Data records
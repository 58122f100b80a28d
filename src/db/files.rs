//! Uploaded file storage
//!
//! Files are stored whole in the `documents` table, grouped by the
//! caller-supplied parent id. Each row records a SHA-256 of its bytes.

use chrono::Utc;
use rusqlite::{params, OptionalExtension, Row};
use serde::Serialize;
use sha2::{Digest, Sha256};
use tracing::debug;
use uuid::Uuid;

use super::Database;
use crate::types::StoreError;

/// File to be inserted
#[derive(Debug, Clone)]
pub struct NewFile {
    pub name: String,
    pub content_type: String,
    pub data: Vec<u8>,
}

/// File metadata without the bytes
#[derive(Debug, Clone, PartialEq, Eq, Serialize)]
pub struct FileMeta {
    #[serde(rename = "ID")]
    pub id: String,
    #[serde(rename = "ParentID")]
    pub parent_id: String,
    #[serde(rename = "Name")]
    pub name: String,
    #[serde(rename = "ContentType")]
    pub content_type: String,
    #[serde(rename = "Sha256")]
    pub sha256: String,
    #[serde(rename = "Size")]
    pub size: u64,
    #[serde(rename = "Created")]
    pub created: String,
}

/// File metadata plus its bytes
#[derive(Debug, Clone)]
pub struct StoredFile {
    pub meta: FileMeta,
    pub data: Vec<u8>,
}

const META_COLUMNS: &str = "id, parent_id, name, content_type, sha256, size, created";

fn meta_from_row(row: &Row<'_>) -> rusqlite::Result<FileMeta> {
    Ok(FileMeta {
        id: row.get(0)?,
        parent_id: row.get(1)?,
        name: row.get(2)?,
        content_type: row.get(3)?,
        sha256: row.get(4)?,
        size: row.get::<_, i64>(5)? as u64,
        created: row.get(6)?,
    })
}

impl Database {
    /// Insert files under one parent in a single transaction
    pub fn insert_files(&self, parent_id: &str, files: Vec<NewFile>) -> Result<Vec<Uuid>, StoreError> {
        let created = Utc::now().to_rfc3339();
        self.with_conn(|conn| {
            let tx = conn.unchecked_transaction()?;
            let mut ids = Vec::with_capacity(files.len());

            for file in files {
                let id = Uuid::new_v4();
                let sha256 = hex::encode(Sha256::digest(&file.data));
                tx.execute(
                    "INSERT INTO documents (id, parent_id, name, content_type, sha256, size, data, created)
                     VALUES (?1, ?2, ?3, ?4, ?5, ?6, ?7, ?8)",
                    params![
                        id.to_string(),
                        parent_id,
                        file.name,
                        file.content_type,
                        sha256,
                        file.data.len() as i64,
                        file.data,
                        created,
                    ],
                )?;
                ids.push(id);
            }

            tx.commit()?;
            debug!(parent_id = %parent_id, count = ids.len(), "Stored files");
            Ok(ids)
        })
    }

    pub fn find_file(&self, id: &Uuid) -> Result<Option<StoredFile>, StoreError> {
        debug!(file_id = %id, "Finding file");
        self.with_conn(|conn| {
            let file = conn
                .query_row(
                    &format!("SELECT {}, data FROM documents WHERE id = ?1", META_COLUMNS),
                    params![id.to_string()],
                    |row| {
                        Ok(StoredFile {
                            meta: meta_from_row(row)?,
                            data: row.get(7)?,
                        })
                    },
                )
                .optional()?;
            Ok(file)
        })
    }

    pub fn list_files(&self, parent_id: &str) -> Result<Vec<FileMeta>, StoreError> {
        debug!(parent_id = %parent_id, "Finding files");
        self.with_conn(|conn| {
            let mut stmt = conn.prepare(&format!(
                "SELECT {} FROM documents WHERE parent_id = ?1 ORDER BY created, name",
                META_COLUMNS
            ))?;
            let files = stmt
                .query_map(params![parent_id], meta_from_row)?
                .collect::<rusqlite::Result<Vec<_>>>()?;
            Ok(files)
        })
    }

    /// Delete one file; `NotFound` if no row matched
    pub fn delete_file(&self, id: &Uuid) -> Result<(), StoreError> {
        self.with_conn(|conn| {
            let deleted =
                conn.execute("DELETE FROM documents WHERE id = ?1", params![id.to_string()])?;
            if deleted == 0 {
                return Err(StoreError::NotFound(format!("file {}", id)));
            }
            Ok(())
        })
    }

    /// Delete every file under a parent, returning how many were removed
    pub fn delete_files(&self, parent_id: &str) -> Result<usize, StoreError> {
        self.with_conn(|conn| {
            let deleted =
                conn.execute("DELETE FROM documents WHERE parent_id = ?1", params![parent_id])?;
            Ok(deleted)
        })
    }
}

Requirement.
In the records above, how many lines hold the string "NotFound"? Respond with that number only.

Solution to the exercise.
2